Dennis, I agree with Connie on this one, by the way you worded that it sounds as if they truly don't "mind" her. A dog that minds is not a dog that obeys a command once in a while or does it well some of the time. A dog that minds is one that obeys. Period.
The approach matters less than the results, except in terms of extremes, such as being overly aggressive or abusive, versus giving a dog a treat when it does not obey "just because you love them" or expecting respect and obedience from a dog in return for love and affection. All correction - bad. All affection - bad. Not confusing "all affection" with purely possitive type training, what I mean by all affection is a dog that has no structure.

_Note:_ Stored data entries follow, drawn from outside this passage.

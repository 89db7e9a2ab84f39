//! Request handlers.
//!
//! Control flow for a collection request:
//! ```text
//! parse key ──(malformed)──▶ 400
//!     │
//!     ▼
//! cache.get ──(fresh)──▶ 200 X-Cache: HIT
//!     │ miss
//!     ▼
//! dedup.get_or_fetch ──▶ fetch_all ──▶ cache.put ──▶ 200 X-Cache: MISS
//!     │ error
//!     ▼
//! stale entry + stale_on_error ──▶ 200 X-Cache: STALE, otherwise mapped error
//! ```
//!
//! Any 200 above becomes a 304 when `If-None-Match` names the served version.

use std::time::Instant;

use axum::extract::{Path, Query, State};
use axum::http::{HeaderMap, Uri};
use axum::response::{IntoResponse, Response};
use axum::Json;
use serde::Serialize;

use crate::cache::CacheStats;
use crate::dedup::DedupStats;
use crate::error::{FetchError, FetchResult};
use crate::http::request::{is_repos_path, key_from_query, key_from_segments, reject_repos_path, KeyQuery};
use crate::http::response::{conditional_response, CacheStatus};
use crate::http::server::AppState;
use crate::observability::metrics;
use crate::upstream::{fetch_all, ResourceKey};

/// `GET /repos/{owner}/{repo}`
pub async fn get_issues(
    State(state): State<AppState>,
    Path((owner, repo)): Path<(String, String)>,
    headers: HeaderMap,
) -> Response {
    respond(&state, key_from_segments(&owner, &repo, None), &headers).await
}

/// `GET /repos/{owner}/{repo}/{kind}`
pub async fn get_collection(
    State(state): State<AppState>,
    Path((owner, repo, kind)): Path<(String, String, String)>,
    headers: HeaderMap,
) -> Response {
    respond(&state, key_from_segments(&owner, &repo, Some(&kind)), &headers).await
}

/// `GET /`, defaulting to the configured resource.
pub async fn get_default_collection(
    State(state): State<AppState>,
    Query(query): Query<KeyQuery>,
    headers: HeaderMap,
) -> Response {
    let key = key_from_query(&query, &state.default_resource);
    respond(&state, key, &headers).await
}

/// Requests matching no route. Malformed `/repos` paths are a 400.
pub async fn unmatched(State(state): State<AppState>, uri: Uri, headers: HeaderMap) -> Response {
    let path = uri.path();
    if is_repos_path(path) {
        return respond(&state, Err(reject_repos_path(path)), &headers).await;
    }
    FetchError::NotFound(format!("no route for {}", path)).into_response()
}

async fn respond(state: &AppState, key: FetchResult<ResourceKey>, headers: &HeaderMap) -> Response {
    let start = Instant::now();
    let response = match key {
        Ok(key) => serve_collection(state, key, headers).await,
        Err(e) => {
            tracing::debug!(error = %e, "Rejected malformed request");
            e.into_response()
        }
    };
    metrics::record_request(response.status().as_u16(), start);
    response
}

async fn serve_collection(state: &AppState, key: ResourceKey, headers: &HeaderMap) -> Response {
    if let Some(entry) = state.cache.get(&key) {
        tracing::debug!(key = %key, version = entry.version, "Serving from cache");
        return conditional_response(headers, &entry, CacheStatus::Hit);
    }

    let client = state.client.clone();
    let cache = state.cache.clone();
    let max_pages = state.max_pages;
    let fetch_key = key.clone();

    // The cache is written inside the fetch task so it is populated even if
    // this request is cancelled while waiting.
    let result = state
        .dedup
        .get_or_fetch(key.clone(), move || async move {
            let records = fetch_all(client.as_ref(), &fetch_key, max_pages).await?;
            Ok(cache.put(fetch_key, records))
        })
        .await;

    match result {
        Ok(entry) => conditional_response(headers, &entry, CacheStatus::Miss),
        Err(e) => {
            if state.stale_on_error {
                if let Some(stale) = state.cache.get_stale(&key) {
                    tracing::warn!(
                        key = %key,
                        version = stale.version,
                        error = %e,
                        "Refresh failed, serving stale entry"
                    );
                    metrics::record_cache_event("stale");
                    return conditional_response(headers, &stale, CacheStatus::Stale);
                }
            }
            tracing::warn!(key = %key, error = %e, "Collection request failed");
            e.into_response()
        }
    }
}

/// Runtime statistics for operators.
#[derive(Debug, Serialize)]
pub struct ServiceStats {
    pub cache: CacheStats,
    pub dedup: DedupStats,
}

/// `GET /stats`
pub async fn get_stats(State(state): State<AppState>) -> Json<ServiceStats> {
    Json(ServiceStats {
        cache: state.cache.stats(),
        dedup: state.dedup.stats(),
    })
}

/// `GET /healthz`
pub async fn health() -> &'static str {
    "ok"
}
//! HTTP server setup and configuration.
//!
//! # Responsibilities
//! - Construct the shared cache, deduplicator and upstream handle
//! - Create the Axum Router with all handlers
//! - Wire up middleware (request ID, tracing, request timeout)
//! - Serve until the shutdown signal fires

use std::sync::Arc;
use std::time::Duration;

use axum::routing::get;
use axum::Router;
use tokio::net::TcpListener;
use tokio::sync::broadcast;
use tower_http::request_id::{MakeRequestUuid, PropagateRequestIdLayer, SetRequestIdLayer};
use tower_http::timeout::TimeoutLayer;
use tower_http::trace::TraceLayer;

use crate::cache::{CacheEntry, FreshnessCache};
use crate::config::{DefaultResourceConfig, ServiceConfig};
use crate::dedup::FetchDeduplicator;
use crate::http::handlers;
use crate::http::request::request_span;
use crate::upstream::{ResourceKey, UpstreamClient};

/// Application state injected into handlers.
#[derive(Clone)]
pub struct AppState {
    pub cache: Arc<FreshnessCache>,
    pub dedup: Arc<FetchDeduplicator<ResourceKey, CacheEntry>>,
    pub client: Arc<dyn UpstreamClient>,
    pub default_resource: DefaultResourceConfig,
    pub max_pages: u32,
    pub stale_on_error: bool,
}

/// HTTP server for the issue proxy.
pub struct HttpServer {
    router: Router,
    state: AppState,
    config: ServiceConfig,
}

impl HttpServer {
    /// Create a new HTTP server fronting `client`.
    pub fn new(config: ServiceConfig, client: Arc<dyn UpstreamClient>) -> Self {
        let state = AppState {
            cache: Arc::new(FreshnessCache::from_config(&config.cache)),
            dedup: Arc::new(FetchDeduplicator::new()),
            client,
            default_resource: config.default_resource.clone(),
            max_pages: config.upstream.max_pages,
            stale_on_error: config.cache.stale_on_error,
        };

        let router = Self::build_router(&config, state.clone());
        Self {
            router,
            state,
            config,
        }
    }

    /// Build the Axum router with all middleware layers.
    #[allow(deprecated)]
    fn build_router(config: &ServiceConfig, state: AppState) -> Router {
        Router::new()
            .route("/", get(handlers::get_default_collection))
            .route("/repos/{owner}/{repo}", get(handlers::get_issues))
            .route("/repos/{owner}/{repo}/{kind}", get(handlers::get_collection))
            .route("/healthz", get(handlers::health))
            .route("/stats", get(handlers::get_stats))
            .fallback(handlers::unmatched)
            .with_state(state)
            .layer(TimeoutLayer::new(Duration::from_secs(config.timeouts.request_secs)))
            .layer(PropagateRequestIdLayer::x_request_id())
            .layer(TraceLayer::new_for_http().make_span_with(request_span))
            .layer(SetRequestIdLayer::x_request_id(MakeRequestUuid))
    }

    /// Run the server until `shutdown` fires, then drain in-flight requests.
    pub async fn run(
        self,
        listener: TcpListener,
        mut shutdown: broadcast::Receiver<()>,
    ) -> Result<(), std::io::Error> {
        let addr = listener.local_addr()?;
        tracing::info!(
            address = %addr,
            ttl_secs = self.config.cache.ttl_secs,
            capacity = self.config.cache.capacity,
            "HTTP server starting"
        );

        axum::serve(listener, self.router)
            .with_graceful_shutdown(async move {
                let _ = shutdown.recv().await;
            })
            .await?;

        tracing::info!("HTTP server stopped");
        Ok(())
    }

    /// The router, for serving without a TCP listener.
    pub fn router(&self) -> Router {
        self.router.clone()
    }

    /// Shared state handles (cache, deduplicator, client).
    pub fn state(&self) -> &AppState {
        &self.state
    }

    pub fn config(&self) -> &ServiceConfig {
        &self.config
    }
}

It sounds like both you and your girlfriend need to do groundwork with these dogs and get the not listening/ignoring/breaking of commands nipped in the bud. Let her know that affection is great, but in moderation, and structure/discipline is still a needed part of a dog's life for the human-dog pack interaction to be a harmonius one.
This is all said with the assumption that the dogs know/were taught the commands they are currently ignoring/breaking. If not, all the more reason to start from the beginning.
She trys the more soft spoken approach and the dogs mind. I see it as a rank issue and that they walk all over her sometimes. Little things like breaking a down stay to move over to her area....
This doesn't sound like they mind her.
I agree with this, at the time I got together with my husband I owned a 3 1/2yr old male rott. My husband loved this dog and showered him with love and attention but no discipline. I had some of the same problems that you do with my dog trying to get away without obeying me by running over to my husband who would proceed to love on the dog.
Well one day a year or so down the road we were in the car coming home from someplace. Hubby was driving and Goliath was in the back seat. I didn't see what exactly happened but I think that Goliath put his head over the seat and my husband went to hug him and the dog bit him on the cheek. No warning, no nothing just a quick bite putting two nice holes in my husbands face. I will never know why my dog did that and thank god he never did it again. Knowing what I know now, I believe that it had everything to do with rank. Goliath loved my husband, he just didn't respect him.
I do not have experience in dog training but I am very experienced in life matters, maybe you should let her refocus all that attention by letting her babysit for the kids in your family... hopefully the dogs will not display jealous behaviour. And save those cute outfits, they may come in handy later when you have kids (mine love to play dressup)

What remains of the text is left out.